According to our own intel graphics resident, it's on every gen8 (broadwell) iGPU and newer.
And if FP16 is heavily used on post-processing calculations, I could see Intel GPUs being able to take the post-processing effects all to themselves when a weaker dGPU is detected (say, laptops with Polaris 11/12 or GP107/108). After all, we're looking at a minimum of 800 GFLOPs FP16 even in the broadly available GT2 models. That could make quite the difference on <2 TFLOPs mobile GPUs like the GTX1050 and Macbook's Radeon Pro 460.

It reminds me a little bit about the Jon Peddie report which got sponsored by AMD to showcase that AMD is powering most "gaming devices".
That AMD powers most gaming devices should be common sense to everyone, since the 2013 consoles alone are responsible for well over half the active gamers worldwide (the ones who pay $50 for their games, not the F2P/<$1 mobile crowd, of course). AMD simply hired a consultant to tell them exactly how much they were above anyone else. They're numbers they can now throw at developers who might be hesitant on optimizing for their GPU architecture.
That market research may have been partially responsible for the Bethesda deal, and for this new Ubisoft deal.

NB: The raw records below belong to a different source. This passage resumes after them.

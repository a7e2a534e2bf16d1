use glam::{Mat4, Vec3};
use rustc_hash::FxHashMap;

use super::node::{Mesh, SceneNode};
use crate::geometry::{Aabb, Bounds, Ray};

/// Stable handle to a node inside a [`ModelGraph`].
#[derive(Debug, Clone, Copy, PartialEq, Eq, Hash, PartialOrd, Ord)]
pub struct NodeId(u32);

impl NodeId {
    /// Arena index of this node.
    #[must_use]
    pub fn index(self) -> usize {
        self.0 as usize
    }
}

/// A flattened scene-graph node with its world transform resolved.
#[derive(Debug, Clone)]
pub struct GraphNode {
    /// Display name carried over from the decoded scene.
    pub name: String,
    /// Parent node, `None` for the root.
    pub parent: Option<NodeId>,
    /// Direct children in document order.
    pub children: Vec<NodeId>,
    /// Local-to-world transform.
    pub world: Mat4,
    /// Local-space geometry, if this node is renderable.
    pub mesh: Option<Mesh>,
    /// Mesh vertices transformed to world space (empty without a mesh).
    world_positions: Vec<Vec3>,
}

/// Nearest ray hit against a [`ModelGraph`].
#[derive(Debug, Clone, Copy, PartialEq)]
pub struct RayHit {
    /// Mesh node that was hit.
    pub node: NodeId,
    /// Distance along the ray.
    pub distance: f32,
    /// World-space hit point.
    pub point: Vec3,
}

/// Arena form of a decoded scene, kept by the viewer while the model is
/// active. The root is always [`ModelGraph::root`].
#[derive(Debug, Clone)]
pub struct ModelGraph {
    nodes: Vec<GraphNode>,
    /// World-space bounds of every node that owns a non-empty mesh.
    mesh_bounds: FxHashMap<NodeId, Aabb>,
}

impl ModelGraph {
    /// Flatten a decoded scene, resolving world transforms top-down.
    #[must_use]
    pub fn from_scene(root: SceneNode) -> Self {
        let mut nodes: Vec<GraphNode> = Vec::with_capacity(1 + root.descendant_count());
        let mut mesh_bounds = FxHashMap::default();

        // (node, parent, parent world transform)
        let mut stack = vec![(root, None::<NodeId>, Mat4::IDENTITY)];
        while let Some((scene_node, parent, parent_world)) = stack.pop() {
            let id = NodeId(nodes.len() as u32);
            let world = parent_world * scene_node.transform;

            let world_positions: Vec<Vec3> = scene_node
                .mesh
                .as_ref()
                .map(|m| m.positions.iter().map(|p| world.transform_point3(*p)).collect())
                .unwrap_or_default();
            if !world_positions.is_empty() {
                let _ = mesh_bounds.insert(id, Aabb::from_points(world_positions.iter().copied()));
            }

            if let Some(parent) = parent {
                nodes[parent.index()].children.push(id);
            }

            // Reverse so children pop in document order.
            for child in scene_node.children.into_iter().rev() {
                stack.push((child, Some(id), world));
            }

            nodes.push(GraphNode {
                name: scene_node.name,
                parent,
                children: Vec::new(),
                world,
                mesh: scene_node.mesh,
                world_positions,
            });
        }

        Self { nodes, mesh_bounds }
    }

    /// Handle of the root node.
    #[must_use]
    pub fn root(&self) -> NodeId {
        NodeId(0)
    }

    /// Total node count, root included.
    #[must_use]
    pub fn len(&self) -> usize {
        self.nodes.len()
    }

    /// Always `false`: a graph holds at least its root.
    #[must_use]
    pub fn is_empty(&self) -> bool {
        self.nodes.is_empty()
    }

    /// Look up a node.
    #[must_use]
    pub fn node(&self, id: NodeId) -> Option<&GraphNode> {
        self.nodes.get(id.index())
    }

    /// First node whose name equals `name`, in document order.
    #[must_use]
    pub fn find_by_name(&self, name: &str) -> Option<NodeId> {
        self.nodes
            .iter()
            .position(|n| n.name == name)
            .map(|i| NodeId(i as u32))
    }

    /// `id` and every node below it, in document order.
    #[must_use]
    pub fn subtree(&self, id: NodeId) -> Vec<NodeId> {
        let mut out = Vec::new();
        let mut stack = vec![id];
        while let Some(next) = stack.pop() {
            let Some(node) = self.node(next) else {
                continue;
            };
            out.push(next);
            stack.extend(node.children.iter().rev().copied());
        }
        out
    }

    /// Nodes that carry a non-empty mesh.
    pub fn mesh_nodes(&self) -> impl Iterator<Item = NodeId> + '_ {
        (0..self.nodes.len())
            .map(|i| NodeId(i as u32))
            .filter(|id| self.mesh_bounds.contains_key(id))
    }

    /// World-space bounds of the mesh owned directly by `id`.
    #[must_use]
    pub fn mesh_aabb(&self, id: NodeId) -> Option<Aabb> {
        self.mesh_bounds.get(&id).copied()
    }

    /// World-space bounds of `id` and all of its descendants. A subtree
    /// without geometry collapses to a zero-size bound at the node's world
    /// origin.
    #[must_use]
    pub fn subtree_bounds(&self, id: NodeId) -> Bounds {
        let aabb = self.subtree_aabb(id);
        let origin = self
            .node(id)
            .map_or(Vec3::ZERO, |n| n.world.transform_point3(Vec3::ZERO));
        Bounds::from_aabb(&aabb, origin)
    }

    /// Raw union of the mesh bounds under `id` (may be empty).
    #[must_use]
    pub fn subtree_aabb(&self, id: NodeId) -> Aabb {
        self.subtree(id)
            .into_iter()
            .filter_map(|n| self.mesh_aabb(n))
            .fold(Aabb::EMPTY, Aabb::union)
    }

    /// Intersect `ray` with every mesh node and return the closest hit.
    ///
    /// Each node is rejected cheaply by its world bounds before its
    /// triangles are tested.
    #[must_use]
    pub fn raycast(&self, ray: &Ray) -> Option<RayHit> {
        self.mesh_nodes()
            .filter(|id| {
                self.mesh_aabb(*id)
                    .is_some_and(|aabb| ray.intersect_aabb(&aabb).is_some())
            })
            .filter_map(|id| {
                let distance = self.nearest_triangle_hit(id, ray)?;
                Some(RayHit {
                    node: id,
                    distance,
                    point: ray.at(distance),
                })
            })
            .min_by(|a, b| a.distance.total_cmp(&b.distance))
    }

    fn nearest_triangle_hit(&self, id: NodeId, ray: &Ray) -> Option<f32> {
        let node = self.node(id)?;
        let mesh = node.mesh.as_ref()?;
        (0..mesh.triangles.len())
            .filter_map(|i| mesh.triangle(i, &node.world_positions))
            .filter_map(|tri| ray.intersect_triangle(tri))
            .min_by(f32::total_cmp)
    }
}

I'm wondering, where all this goes. Maybe we can put the pieces together. The most obvious ones:
- 4 MiByte L2-Cache
- 64× 64 kiB LDS
- 64× 4 KiB Scalar RF
- 64×4×64 KiB Vector RF
- 64× 16 KiB L1-Cache

If I'm not mistaken, that's 25856 KiByte only.
Buffers for HBCC?
 
There is nothing wrong with futuremark supporting fp16. they should offer it in such a way to be able to compare fp32 to 16. maybe with timespy. Its a neutral feature just as dx12. Of course how much anyone cares is dependent. they still dont support vulkan and their timespy was a bit meh. FP16 would actually seem more of a core feature to support if it became relevant.

Well Futuremark is (IMHO) mostly irrelevant, but Far Cry 5 is really nice news. Where did you get that info? Do they say it's coming for the PC version or did they just mention the PS4 Pro version?


EDIT: Found it:




So Ubisoft's Dunia is the first second engine to officially support FP16 shaders in the PC.




EDIT2:

Nope, Wolfenstein 2: New Colossus (2 months away) with idTech6 is bringing the whole thing: Vulkan, FP16 and intrinsic shaders (like Doom before it).

fwogKg2.png

I wouldnt care as much if it were just far cry. not that interested in the series. but Wolfenstein has been looking really good. great character and the visuals are so sweet. I would start working heavily towards getting vega if the above comes to fruition. Vulkan, fp16, intrinsic shaders? Pascal does not support fp16 :love::love:. that game should run beautifully on vega at max settings.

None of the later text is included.